◆ **PROBLEM REQUIREMENTS**
The task requires restating, word for word, the lines of the entries below from the one containing "if let Some(attempts)" through the final one, both included.

(Items from a dataset)
▬▬▬▬▬▬▬▬▬▬
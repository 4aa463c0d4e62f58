use serde::{Deserialize, Serialize};
use std::path::Path;

use super::errors::ConfigError;
use super::logging::LoggingConfig;
use super::resolver::ResolverConfig;

const LOCAL_CONFIG_PATH: &str = "ferrous-discovery.toml";
const SYSTEM_CONFIG_PATH: &str = "/etc/ferrous-discovery/config.toml";

/// Main configuration structure for Ferrous Discovery
#[derive(Debug, Clone, Deserialize, Serialize, Default)]
pub struct Config {
    /// Directory connection and lookup settings
    #[serde(default)]
    pub resolver: ResolverConfig,

    /// Logging configuration
    #[serde(default)]
    pub logging: LoggingConfig,
}

impl Config {
    /// Load configuration from file or use defaults
    ///
    /// Priority order:
    /// 1. Explicitly provided path
    /// 2. ferrous-discovery.toml in current directory
    /// 3. /etc/ferrous-discovery/config.toml
    /// 4. Default configuration
    pub fn load(path: Option<&str>, cli_overrides: CliOverrides) -> Result<Self, ConfigError> {
        let mut config = if let Some(path) = path {
            Self::from_file(path)?
        } else if Path::new(LOCAL_CONFIG_PATH).exists() {
            Self::from_file(LOCAL_CONFIG_PATH)?
        } else if Path::new(SYSTEM_CONFIG_PATH).exists() {
            Self::from_file(SYSTEM_CONFIG_PATH)?
        } else {
            Self::default()
        };

        config.apply_cli_overrides(cli_overrides);
        config.validate()?;
        Ok(config)
    }

    /// Parse configuration from a TOML document
    pub fn from_toml(contents: &str) -> Result<Self, ConfigError> {
        toml::from_str(contents).map_err(|e| ConfigError::Parse(e.to_string()))
    }

    fn from_file(path: &str) -> Result<Self, ConfigError> {
        let contents = std::fs::read_to_string(path)
            .map_err(|e| ConfigError::FileRead(path.to_string(), e.to_string()))?;
        Self::from_toml(&contents)
    }

    /// Apply command-line overrides to configuration
    pub fn apply_cli_overrides(&mut self, overrides: CliOverrides) {
        if let Some(address) = overrides.address {
            self.resolver.address = address;
        }
        if let Some(datacenter) = overrides.datacenter {
            self.resolver.datacenter = datacenter;
        }
        if let Some(domain) = overrides.domain {
            self.resolver.domain = domain;
        }
        if let Some(timeout_ms) = overrides.timeout_ms {
            self.resolver.timeout_ms = timeout_ms;
        }
        if let Some(attempts) = overrides.max_attempts {
            self.resolver.max_attempts = attempts;
        }
        if let Some(mode) = overrides.address_mode {
            self.resolver.address_mode = mode;
        }
        if let Some(level) = overrides.log_level {
            self.logging.level = level;
        }
        if overrides.log_json {
            self.logging.json = true;
        }
    }

    pub fn validate(&self) -> Result<(), ConfigError> {
        self.resolver.validate()
    }
}

/// Command-line overrides for configuration
#[derive(Debug, Default)]
pub struct CliOverrides {
    pub address: Option<String>,
    pub datacenter: Option<String>,
    pub domain: Option<String>,
    pub timeout_ms: Option<u64>,
    pub max_attempts: Option<u32>,
    pub address_mode: Option<crate::AddressMode>,
    pub log_level: Option<String>,
    pub log_json: bool,
}
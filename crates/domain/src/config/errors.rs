#[derive(Debug, thiserror::Error)]
pub enum ConfigError {
    #[error("Failed to read config file {0}: {1}")]
    FileRead(String, String),

    #[error("Failed to parse config: {0}")]
    Parse(String),

    #[error("Configuration validation error: {0}")]
    Validation(String),
}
▬▬▬▬▬▬▬▬▬▬
◆ **TASK ANSWER**
        if let Some(attempts) = overrides.max_attempts {
            self.resolver.max_attempts = attempts;
        }
        if let Some(mode) = overrides.address_mode {
            self.resolver.address_mode = mode;
        }
        if let Some(level) = overrides.log_level {
            self.logging.level = level;
        }
        if overrides.log_json {
            self.logging.json = true;
        }
    }

    pub fn validate(&self) -> Result<(), ConfigError> {
        self.resolver.validate()
    }
}

/// Command-line overrides for configuration
#[derive(Debug, Default)]
pub struct CliOverrides {
    pub address: Option<String>,
    pub datacenter: Option<String>,
    pub domain: Option<String>,
    pub timeout_ms: Option<u64>,
    pub max_attempts: Option<u32>,
    pub address_mode: Option<crate::AddressMode>,
    pub log_level: Option<String>,
    pub log_json: bool,
}
filename crates/domain/src/config/errors.rs
#[derive(Debug, thiserror::Error)]
pub enum ConfigError {
    #[error("Failed to read config file {0}: {1}")]
    FileRead(String, String),

    #[error("Failed to parse config: {0}")]
    Parse(String),

    #[error("Configuration validation error: {0}")]
    Validation(String),
}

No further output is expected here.